Two Worlds

Luis Rubio

Mexico has spent decades confronting the past with the future without wanting to break with the former to decidedly embrace the latter. The situation is overwhelming and particularly visible in the interminable collection of governmental actions oriented toward pretending to change without there being any change.

In the two ambits in which politico-governmental activism has been greatest in the last decades -the electoral and the economic-trade- the country has been characterized by enormous reforms with relatively poor results. I doubt whether there are many countries in the world that have undergone so many electoral reforms in so few years and, despite an extraordinarily exemplary and professional system, emulated around the world, we continue to live through an uncontainable electoral dispute and, above all, one of credibility, whenever there are elections. In the economy, the country has striven to orchestrate trade agreements all over the world and has carried out ambitious reforms that never end being thoroughly implemented.

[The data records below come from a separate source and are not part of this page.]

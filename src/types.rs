use indexmap::IndexMap;
use serde::{Deserialize, Serialize};

use crate::error::{Result, SiftError};

/// Index identifier — a plain string like `"products"`.
pub type IndexName = String;
/// Document identifier — the value of the identifier field, used for shard
/// routing and as the engine storage key.
pub type DocumentId = String;

/// Field that carries the document identifier unless the caller overrides it.
pub const DEFAULT_ID_FIELD: &str = "id";

/// A document with an identifier and an ordered set of named fields.
///
/// Fields are opaque to the orchestration layer: no schema is enforced, and
/// nesting is preserved as-is. Use [`Document::from_json`] to parse one from
/// a JSON object, or [`Document::from_json_tagged`] when the identifier comes
/// from an out-of-band source (a bulk action line).
#[derive(Debug, Clone, PartialEq, Serialize, Deserialize)]
pub struct Document {
    pub id: DocumentId,
    pub fields: IndexMap<String, FieldValue>,
}

impl Document {
    /// Parse a [`Document`] from a JSON object, taking the identifier from
    /// `id_field`. The identifier field stays in `fields` so the stored
    /// source round-trips byte-for-byte.
    ///
    /// # Errors
    ///
    /// [`SiftError::InvalidDocument`] if the value is not a JSON object,
    /// [`SiftError::MissingId`] if `id_field` is absent or not a string.
    pub fn from_json(json: &serde_json::Value, id_field: &str) -> Result<Self> {
        let obj = json
            .as_object()
            .ok_or_else(|| SiftError::InvalidDocument("expected a JSON object".to_string()))?;

        let id = match obj.get(id_field) {
            Some(serde_json::Value::String(s)) => s.clone(),
            Some(_) | None => return Err(SiftError::MissingId(id_field.to_string())),
        };

        let mut fields = IndexMap::new();
        for (key, val) in obj {
            if let Some(field_value) = json_value_to_field_value(val) {
                fields.insert(key.clone(), field_value);
            }
        }

        Ok(Document { id, fields })
    }

    /// Parse a [`Document`] from a JSON object whose identifier was supplied
    /// separately, tagging it into `fields` under [`DEFAULT_ID_FIELD`].
    /// This is the bulk-ingest path: the `_id` comes from the action line
    /// preceding the data line.
    pub fn from_json_tagged(id: impl Into<DocumentId>, json: &serde_json::Value) -> Result<Self> {
        let id = id.into();
        let obj = json
            .as_object()
            .ok_or_else(|| SiftError::InvalidDocument("expected a JSON object".to_string()))?;

        let mut fields = IndexMap::new();
        fields.insert(
            DEFAULT_ID_FIELD.to_string(),
            FieldValue::Text(id.clone()),
        );
        for (key, val) in obj {
            if let Some(field_value) = json_value_to_field_value(val) {
                fields.insert(key.clone(), field_value);
            }
        }

        Ok(Document { id, fields })
    }

    /// Render the stored fields back to a JSON object. The identifier is not
    /// injected; it appears only if it was part of the original fields.
    pub fn to_json(&self) -> serde_json::Value {
        let mut map = serde_json::Map::new();
        for (key, field_value) in &self.fields {
            map.insert(key.clone(), field_value_to_json_value(field_value));
        }
        serde_json::Value::Object(map)
    }

    /// Approximate serialized size in bytes, used for the per-shard batch
    /// flush threshold. Cheap structural estimate, not an exact encoding.
    pub fn approx_size(&self) -> usize {
        self.id.len()
            + self
                .fields
                .iter()
                .map(|(k, v)| k.len() + field_value_size(v))
                .sum::<usize>()
    }
}

fn field_value_size(value: &FieldValue) -> usize {
    match value {
        FieldValue::Text(s) => s.len(),
        FieldValue::Integer(_) | FieldValue::Float(_) => 8,
        FieldValue::Bool(_) => 1,
        FieldValue::Array(items) => items.iter().map(field_value_size).sum(),
        FieldValue::Object(map) => map
            .iter()
            .map(|(k, v)| k.len() + field_value_size(v))
            .sum(),
    }
}

/// Convert a JSON value to a [`FieldValue`]. Nulls are dropped (no tri-state
/// semantics in the engine), everything else maps one-to-one.
pub fn json_value_to_field_value(val: &serde_json::Value) -> Option<FieldValue> {
    match val {
        serde_json::Value::String(s) => Some(FieldValue::Text(s.clone())),
        serde_json::Value::Number(n) => {
            if let Some(i) = n.as_i64() {
                Some(FieldValue::Integer(i))
            } else {
                n.as_f64().map(FieldValue::Float)
            }
        }
        serde_json::Value::Bool(b) => Some(FieldValue::Bool(*b)),
        serde_json::Value::Array(arr) => Some(FieldValue::Array(
            arr.iter().filter_map(json_value_to_field_value).collect(),
        )),
        serde_json::Value::Object(obj) => {
            let mut nested = IndexMap::new();
            for (k, v) in obj {
                if let Some(field_val) = json_value_to_field_value(v) {
                    nested.insert(k.clone(), field_val);
                }
            }
            Some(FieldValue::Object(nested))
        }
        serde_json::Value::Null => None,
    }
}

pub fn field_value_to_json_value(field_value: &FieldValue) -> serde_json::Value {
    match field_value {
        FieldValue::Text(s) => serde_json::Value::String(s.clone()),
        FieldValue::Integer(i) => serde_json::json!(i),
        FieldValue::Float(f) => serde_json::json!(f),
        FieldValue::Bool(b) => serde_json::Value::Bool(*b),
        FieldValue::Array(arr) => {
            serde_json::Value::Array(arr.iter().map(field_value_to_json_value).collect())
        }
        FieldValue::Object(obj) => {
            let mut map = serde_json::Map::new();
            for (k, v) in obj {
                map.insert(k.clone(), field_value_to_json_value(v));
            }
            serde_json::Value::Object(map)
        }
    }
}

/// A dynamically-typed field value stored in a [`Document`].
#[derive(Debug, Clone, Serialize, Deserialize, PartialEq)]
#[serde(untagged)]
pub enum FieldValue {
    Object(IndexMap<String, FieldValue>),
    Array(Vec<FieldValue>),
    Text(String),
    Integer(i64),
    Float(f64),
    Bool(bool),
}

It would not be exaggerated to affirm that, thanks to the North American Free Trade Agreement (NAFTA) and the job opportunities that U.S. economy contributed for decades, the Mexican political class has not had to change its customs or diminish its privileges. While the average economic performance has been, to say the least, mediocre, it has been sufficient to keep the ship afloat. In the political arena, the many electoral reforms have not changed the nature of party interaction, although they have made it much more complex: rivers of money continue to flow, outgoing governments and the Federal Government persist in manipulating the results and the elected positions continue to be sources for the acquisition of wealth, not for good government. All these reforms have failed to produce an effective system of government, as illustrated by the security crisis.

Another way of saying this is that the country goes on living in the past while paying homage to the future. Deidre McCloskey expressed this idea in a most revealing way: “The Left and the Right join in opposing the future: the one because it is not a planned future, and the other because it is not identical to the past.” The future that everyone promises ends up being a mirage because no one has the least intention of building it.

Today, Election Day, it is necessary to reflect on the candidates’ promises vis-à-vis the lags, lacks, problems and gaps that persist and that are the product of a past that created them but that is incapable of solving them. How can these two realities, these two sides of the same coin, be reconciled?

Historically, Mexico has been the spoils of war –to steal or to construct another, future, post, but the spoils nonetheless- for the parties and the politicians, begging the question of whether the ongoing and unstoppable exercise of postponing solutions is sustainable. That is, although the economy has grown at a rhythm of more or less 2% in recent decades, that number, like any average, conceals more than it reveals. Some states and regions grow at almost Asian rates while others contract. The potential for social conflict in the latter is infinite and, in many senses, constant. Despite this, governments come and governments go but the lags –and their consequences- linger on.

The worlds of the past and of the future do not communicate, but one depends on the other and it is there that governmental activity clashes. The problems of the past -insecurity, poor education, lousy infrastructure, absence of authority- impede the future from being built, a future that would require conditions for individuals to be able to develop their capacities to the maximum. It should appear obvious that it is necessary to deal with the past for it to be possible to construct the future, but that obviousness is not within the terrain of governmental action because that would imply undermining vested interests: insecurity or poor education can be solved, but the solution involves corralling the political groups, unions and, in general, interests beholden to, and benefitting from, the status quo. Therefore, the past –abiding as it does in the present- sabotages the construction of the future.

A new government would have to think about moving from the past towards the future. It is not possible to deliberate on attracting investment –the State of Mexico (Edomex), for example, has been driving it out- unless the problems of security are tackled. The insecurity (a by-product and the disagreeable aftertaste of the old political system) can only be confronted with a new system of government, founded on the concepts and realities of the XXI century, not those of the old PRI inherited from the era of Porfirio Diaz in the XIX century. Without security, the future is inconceivable. The same is true with education: education conceived for control and for the benefit of the Teachers’ Union is incompatible with the knowledge economy and is the main cause of substandard jobs and low salaries. It is not by chance that the union’s bastions are the principal supports of the most reactionary summons to vote in the election of the Edomex of today.

With Trump, the old system has been stretched to the limit. The question is who offers a better alternative.